*** Opening Information ***

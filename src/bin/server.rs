use std::{
    env::{self},
    fs::{self, OpenOptions},
    net::SocketAddr,
    path::PathBuf,
    sync::Arc,
};

use axum::{
    Router,
    extract::{MatchedPath, Request},
    middleware,
};
use axum_server::{Handle, tls_rustls::RustlsConfig};
use clap::Parser;
use tower_http::trace::TraceLayer;

#[cfg(debug_assertions)]
use tower_livereload::LiveReloadLayer;

use tracing_subscriber::{Layer, filter, layer::SubscriberExt, util::SubscriberInitExt};

use rewardeur_rs::{
    API_KEY_VAR, AppState, Assistant, NotConfiguredAssistant, OpenRouterAssistant, build_router,
    graceful_shutdown, logging_middleware,
};

/// The web server for rewardeur_rs.
#[derive(Parser, Debug)]
#[command(version, about, long_about = None)]
struct Args {
    /// Path to the directory that holds the dataset files.
    #[arg(long)]
    data_dir: String,

    /// File path to an SSL certificate `cert.pem` and key `key.pem`.
    /// The server speaks plain HTTP when this is omitted.
    #[arg(long)]
    cert_path: Option<String>,

    /// The port to serve the app from.
    #[arg(short, long, default_value_t = 3000)]
    port: u16,
}

#[tokio::main]
async fn main() {
    setup_logging();

    let args = Args::parse();

    let addr = SocketAddr::from(([127, 0, 0, 1], args.port));

    fs::create_dir_all(&args.data_dir).expect("Could not create the data directory.");

    let scheme = if args.cert_path.is_some() {
        "https"
    } else {
        "http"
    };
    let referer = format!("{scheme}://localhost:{}", args.port);

    let assistant: Arc<dyn Assistant> = match env::var(API_KEY_VAR) {
        Ok(api_key) => Arc::new(OpenRouterAssistant::new(api_key, referer)),
        Err(_) => {
            tracing::warn!("{API_KEY_VAR} is not set, the AI assistant is disabled.");
            Arc::new(NotConfiguredAssistant)
        }
    };

    let state = AppState::new(&args.data_dir, assistant);

    let handle = Handle::new();
    tokio::spawn(graceful_shutdown(handle.clone()));

    let router = build_router(state).layer(middleware::from_fn(logging_middleware));
    let router = add_tracing_layer(router);

    #[cfg(debug_assertions)]
    let router = router.layer(LiveReloadLayer::new());

    match args.cert_path {
        Some(cert_path) => {
            let tls_config = RustlsConfig::from_pem_file(
                PathBuf::from(&cert_path).join("cert.pem"),
                PathBuf::from(&cert_path).join("key.pem"),
            )
            .await
            .expect("Could not open TLS certificates.");

            tracing::info!("HTTPS server listening on {}", addr);
            axum_server::bind_rustls(addr, tls_config)
                .handle(handle)
                .serve(router.into_make_service())
                .await
                .unwrap();
        }
        None => {
            tracing::info!("HTTP server listening on {}", addr);
            axum_server::bind(addr)
                .handle(handle)
                .serve(router.into_make_service())
                .await
                .unwrap();
        }
    }
}

fn setup_logging() {
    let stdout_filter = filter::EnvFilter::try_from_default_env()
        .unwrap_or_else(|_| filter::EnvFilter::new("info"));
    let stdout_log = tracing_subscriber::fmt::layer().pretty();

    let log_file = OpenOptions::new()
        .create(true)
        .append(true)
        .open("debug.log")
        .expect("Could not create log file");

    let debug_log = tracing_subscriber::fmt::layer()
        .pretty()
        .with_writer(Arc::new(log_file));

    tracing_subscriber::registry()
        .with(
            stdout_log
                .with_filter(stdout_filter)
                .and_then(debug_log.with_filter(filter::LevelFilter::DEBUG)),
        )
        .init();
}

fn add_tracing_layer(router: Router) -> Router {
    let tracing_layer = TraceLayer::new_for_http()
        .make_span_with(|req: &Request| {
            let method = req.method();
            let uri = req.uri();

            let matched_path = req
                .extensions()
                .get::<MatchedPath>()
                .map(|matched_path| matched_path.as_str());

            tracing::debug_span!("request", %method, %uri, matched_path)
        })
        // TraceLayer logs 5xx responses on its own, which duplicates the
        // error logging in the handlers.
        .on_failure(());

    router.layer(tracing_layer)
}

*** Closing Information ***

**Task directions:** Whenever a line in the entries above includes the word "pretty", pull that line out.

**Output below:**
    let stdout_log = tracing_subscriber::fmt::layer().pretty();
        .pretty()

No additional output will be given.